Table 1. Ability to Execute Evaluation Criteria

Evaluation Criteria
Weighting
Product/Service
high
Overall Viability (Business Unit, Financial, Strategy, Organization)
high
Sales Execution/Pricing
high
Market Responsiveness and Track Record
no rating
Marketing Execution
no rating
Customer Experience
high
Operations
standard

Source: Gartner

 




Completeness of Vision
Market understanding is a combination of the vision that a vendor's management has for how to thrive in the extremely challenging market for information access technology and of how that vision is manifested in practice.
Marketing strategy assesses how a vendor actually brings its products to market, including its choice of vertical and horizontal markets and the logic of its strategic marketing goal.
Offering (product) strategy reflects a vendor's abilities to scale from the perspectives of user volume and data volume; provide innovative and broad relevancy models using document content and other information (such as user behavior); analyze user queries; address desktop, enterprise and Web content together.
Business model assesses a vendor's product and service delivery models; greater breadth in such models — particularly those with the greatest potential — confers a better score.
Vertical/industry strategy looks at a vendor's range of credible offerings for vertical markets, and at how appropriate those markets are for strategic investment, based on how fertile they are likely to prove for that vendor.

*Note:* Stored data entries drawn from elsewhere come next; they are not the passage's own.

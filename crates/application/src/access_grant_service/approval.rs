use portal_core::{AdminIdentity, AppError, AppResult};
use portal_domain::{AccessRequest, RequestStatus};
use uuid::Uuid;

use super::{AccessGrantService, TOKEN_VALIDITY_HOURS, token_crypto};
use crate::access_ports::TemporaryAccessRecord;

impl AccessGrantService {
    /// Approves a pending request and issues its temporary access token.
    ///
    /// Idempotent: approving an already-approved request returns the token
    /// that was minted the first time. Approving a denied request is
    /// rejected, never silently accepted.
    pub async fn approve(
        &self,
        actor: &AdminIdentity,
        request_id: Uuid,
    ) -> AppResult<TemporaryAccessRecord> {
        let request = self.load_scoped_request(actor, request_id).await?;

        match request.status {
            RequestStatus::Denied => {
                return Err(AppError::InvalidState(
                    "cannot approve a request that was already denied".to_owned(),
                ));
            }
            RequestStatus::Approved => {}
            RequestStatus::Pending => {
                let moved = self
                    .requests
                    .transition(request_id, RequestStatus::Pending, RequestStatus::Approved)
                    .await?;

                if !moved {
                    // Lost a race; re-read to learn the winning decision.
                    let current = self.load_scoped_request(actor, request_id).await?;
                    if current.status == RequestStatus::Denied {
                        return Err(AppError::InvalidState(
                            "cannot approve a request that was already denied".to_owned(),
                        ));
                    }
                }
            }
        }

        // Exactly one token per approved request: the repository keeps the
        // first inserted row under concurrent approvals, so the freshly
        // generated value is discarded if another approval won.
        let token = token_crypto::generate_token()?;
        let expires_at = chrono::Utc::now() + chrono::Duration::hours(TOKEN_VALIDITY_HOURS);

        self.tokens
            .create_or_get(request_id, &request.woreda_id, &token, expires_at)
            .await
    }

    /// Denies a pending request.
    ///
    /// Denying an already-denied request is a no-op; denying an approved
    /// request is rejected as an invalid transition.
    pub async fn deny(&self, actor: &AdminIdentity, request_id: Uuid) -> AppResult<()> {
        let request = self.load_scoped_request(actor, request_id).await?;

        match request.status {
            RequestStatus::Denied => Ok(()),
            RequestStatus::Approved => Err(AppError::InvalidState(
                "cannot deny a request that was already approved".to_owned(),
            )),
            RequestStatus::Pending => {
                let moved = self
                    .requests
                    .transition(request_id, RequestStatus::Pending, RequestStatus::Denied)
                    .await?;

                if !moved {
                    let current = self.load_scoped_request(actor, request_id).await?;
                    if current.status == RequestStatus::Approved {
                        return Err(AppError::InvalidState(
                            "cannot deny a request that was already approved".to_owned(),
                        ));
                    }
                }

                Ok(())
            }
        }
    }

    async fn load_scoped_request(
        &self,
        actor: &AdminIdentity,
        request_id: Uuid,
    ) -> AppResult<AccessRequest> {
        let request = self
            .requests
            .find_by_id(request_id)
            .await?
            .ok_or_else(|| {
                AppError::NotFound(format!("access request '{request_id}' does not exist"))
            })?;

        if request.woreda_id != *actor.woreda_id() {
            return Err(AppError::Forbidden(
                "access request belongs to another woreda".to_owned(),
            ));
        }

        Ok(request)
    }
}
use axum::extract::{Path, State};
use axum::http::StatusCode;
use axum::{Extension, Json};
use portal_application::NewDocumentUpload;
use portal_core::AdminIdentity;
use uuid::Uuid;

use crate::dto::{
    AccessRequestResponse, AccessTokenResponse, DocumentResponse, QrCodeResponse,
    SaveDocumentRequest,
};
use crate::error::ApiResult;
use crate::state::AppState;

pub async fn mint_qr_code_handler(
    State(state): State<AppState>,
) -> ApiResult<Json<QrCodeResponse>> {
    let code = state.access_grant_service.mint_code()?;
    let request_url = format!(
        "{}/request-access?code={code}",
        state.frontend_url.trim_end_matches('/')
    );

    Ok(Json(QrCodeResponse {
        code: code.to_string(),
        request_url,
    }))
}

pub async fn list_access_requests_handler(
    State(state): State<AppState>,
    Extension(identity): Extension<AdminIdentity>,
) -> ApiResult<Json<Vec<AccessRequestResponse>>> {
    let requests = state.access_grant_service.list_for_review(&identity).await?;

    Ok(Json(requests.into_iter().map(Into::into).collect()))
}

pub async fn approve_access_request_handler(
    State(state): State<AppState>,
    Extension(identity): Extension<AdminIdentity>,
    Path(request_id): Path<Uuid>,
) -> ApiResult<Json<AccessTokenResponse>> {
    let record = state
        .access_grant_service
        .approve(&identity, request_id)
        .await?;

    Ok(Json(record.into()))
}

pub async fn deny_access_request_handler(
    State(state): State<AppState>,
    Extension(identity): Extension<AdminIdentity>,
    Path(request_id): Path<Uuid>,
) -> ApiResult<StatusCode> {
    state
        .access_grant_service
        .deny(&identity, request_id)
        .await?;

    Ok(StatusCode::NO_CONTENT)
}

pub async fn list_documents_handler(
    State(state): State<AppState>,
    Extension(identity): Extension<AdminIdentity>,
) -> ApiResult<Json<Vec<DocumentResponse>>> {
    let documents = state.document_service.list(&identity).await?;

    Ok(Json(documents.into_iter().map(Into::into).collect()))
}

pub async fn save_document_handler(
    State(state): State<AppState>,
    Extension(identity): Extension<AdminIdentity>,
    Json(payload): Json<SaveDocumentRequest>,
) -> ApiResult<Json<DocumentResponse>> {
    let upload = NewDocumentUpload {
        woreda_id: identity.woreda_id().clone(),
        category_id: payload.category_id,
        subcategory_code: payload.subcategory_code,
        year: payload.year,
        file_name: payload.file_name,
        object_url: payload.object_url,
        uploader_subject: identity.subject().to_owned(),
    };

    let saved = state.document_service.save_metadata(&identity, upload).await?;

    Ok(Json(saved.into()))
}
//! Argon2id hashing behind the administrator password port.

use argon2::password_hash::SaltString;
use argon2::{Algorithm, Argon2, Params, PasswordHash, PasswordHasher, PasswordVerifier, Version};
use portal_application::PasswordHasher as PasswordHasherPort;
use portal_core::{AppError, AppResult};

/// Memory cost in KiB (19 MiB), from the OWASP password storage guidance.
const MEMORY_COST_KIB: u32 = 19_456;
/// Iteration count paired with the 19 MiB memory cost.
const TIME_COST: u32 = 2;
/// Lane count.
const PARALLELISM: u32 = 1;

/// Argon2id implementation of the password hashing port.
///
/// Produces self-describing PHC strings, so the cost parameters can be
/// raised later without invalidating stored hashes.
#[derive(Clone)]
pub struct Argon2PasswordHasher {
    argon2: Argon2<'static>,
}

impl Argon2PasswordHasher {
    /// Builds a hasher with the portal's fixed cost parameters.
    #[must_use]
    pub fn new() -> Self {
        let params = Params::new(MEMORY_COST_KIB, TIME_COST, PARALLELISM, None)
            .unwrap_or_else(|_| Params::default());

        Self {
            argon2: Argon2::new(Algorithm::Argon2id, Version::V0x13, params),
        }
    }
}

impl Default for Argon2PasswordHasher {
    fn default() -> Self {
        Self::new()
    }
}

impl PasswordHasherPort for Argon2PasswordHasher {
    fn hash_password(&self, password: &str) -> AppResult<String> {
        let salt = SaltString::generate(&mut argon2::password_hash::rand_core::OsRng);

        let hash = self
            .argon2
            .hash_password(password.as_bytes(), &salt)
            .map_err(|error| AppError::Internal(format!("could not hash password: {error}")))?;

        Ok(hash.to_string())
    }

    fn verify_password(&self, password: &str, password_hash: &str) -> AppResult<bool> {
        let parsed = PasswordHash::new(password_hash).map_err(|error| {
            AppError::Internal(format!("stored password hash is malformed: {error}"))
        })?;

        match self.argon2.verify_password(password.as_bytes(), &parsed) {
            Ok(()) => Ok(true),
            Err(argon2::password_hash::Error::Password) => Ok(false),
            Err(error) => Err(AppError::Internal(format!(
                "password verification error: {error}"
            ))),
        }
    }
}

#[cfg(test)]
mod tests {
    use portal_application::PasswordHasher as PasswordHasherPort;
    use portal_core::AppResult;

    use super::Argon2PasswordHasher;

    #[test]
    fn a_hashed_password_verifies_against_its_own_hash() -> AppResult<()> {
        let hasher = Argon2PasswordHasher::new();

        let hash = hasher.hash_password("kebele-office-passphrase")?;

        assert!(hash.starts_with("$argon2id$"));
        assert!(hasher.verify_password("kebele-office-passphrase", &hash)?);
        Ok(())
    }

    #[test]
    fn a_wrong_password_is_rejected_without_erroring() -> AppResult<()> {
        let hasher = Argon2PasswordHasher::new();

        let hash = hasher.hash_password("kebele-office-passphrase")?;

        assert!(!hasher.verify_password("a-different-passphrase", &hash)?);
        Ok(())
    }

    #[test]
    fn hashing_the_same_password_twice_salts_differently() -> AppResult<()> {
        let hasher = Argon2PasswordHasher::new();

        let first = hasher.hash_password("kebele-office-passphrase")?;
        let second = hasher.hash_password("kebele-office-passphrase")?;

        assert_ne!(first, second);
        assert!(hasher.verify_password("kebele-office-passphrase", &second)?);
        Ok(())
    }

    #[test]
    fn a_malformed_stored_hash_is_an_error_not_a_mismatch() {
        let hasher = Argon2PasswordHasher::new();

        let result = hasher.verify_password("anything", "not-a-phc-string");

        assert!(result.is_err());
    }
}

This criterion also accounts for installations the vendor can cite to demonstrate its ability to support transformational projects.
Innovation is assessed by looking at several different factors. These include the vendor's abilities to address non-textual documents and objects (including audio and video); federate queries and mix or juxtapose results; perform content analytics; aid users in disambiguating results through conversational interfaces; use elements not resident in documents to establish relevancy (such as citation analysis); and provide enterprise administrators with clear, meaningful reports on why particular data is returned as relevant.
Geographic strategy is covered not here but under operations (see the Ability to Execute criteria).
Sales strategy is not covered.

Table 2. Completeness of Vision Evaluation Criteria

Evaluation Criteria
Weighting
Market Understanding
standard
Marketing Strategy
standard
Sales Strategy
no rating
Offering (Product) Strategy
high
Business Model
low
Vertical/Industry Strategy
standard
Innovation
high
Geographic Strategy
no rating

Source: Gartner

 




Leaders
All the Leaders demonstrate significant architectural flexibility. They also have strong, innovative and broad means of determining the relevancy of results returned to users, and of providing developers with the tools and the flexibility to tune relevancy settings. They have the finances to weather hard times and sufficient resources to invest in both organic and inorganic technology and business growth. They also have enough depth and strength to serve as platform vendors whose software can be used to solve most information access problems.



Challengers
Challengers possess sufficient resources to penetrate the information access technology market effectively. However, they typically lack the vision to address all information access opportunities. Information access technology for enterprise use is not a core source of revenue for Challengers. Any of these vendors could emerge as Leaders in less than 24 months, if they invest adeptly in information access technology.



Visionaries
Visionaries demonstrate imaginative and insightful approaches to the information access technology market, but currently lack the resources to prove their leadership and guarantee future strength. They all possess architectural flexibility and creative means of establishing relevancy. Greater financial resources and more market traction would improve their position. Visionaries could become Leaders through stronger market performance. Recommind and Exalead are the only Visionaries in this year's Magic Quadrant, as changes to our inclusion criteria eliminated several previous members of this quadrant.



Niche Players
Niche Players possess the attributes necessary to fulfill the needs of certain types of information access project, but they lack the depth and breadth to satisfy a wide variety of projects. In some cases, they lack the proven financial resources of Leaders and Challengers. Nor can they demonstrate the depth of vision that indicates they are leading the market. On the other hand, they are typically right for a particular set of needs, and they offer attractive pricing, special capabilities and vertical-market knowledge.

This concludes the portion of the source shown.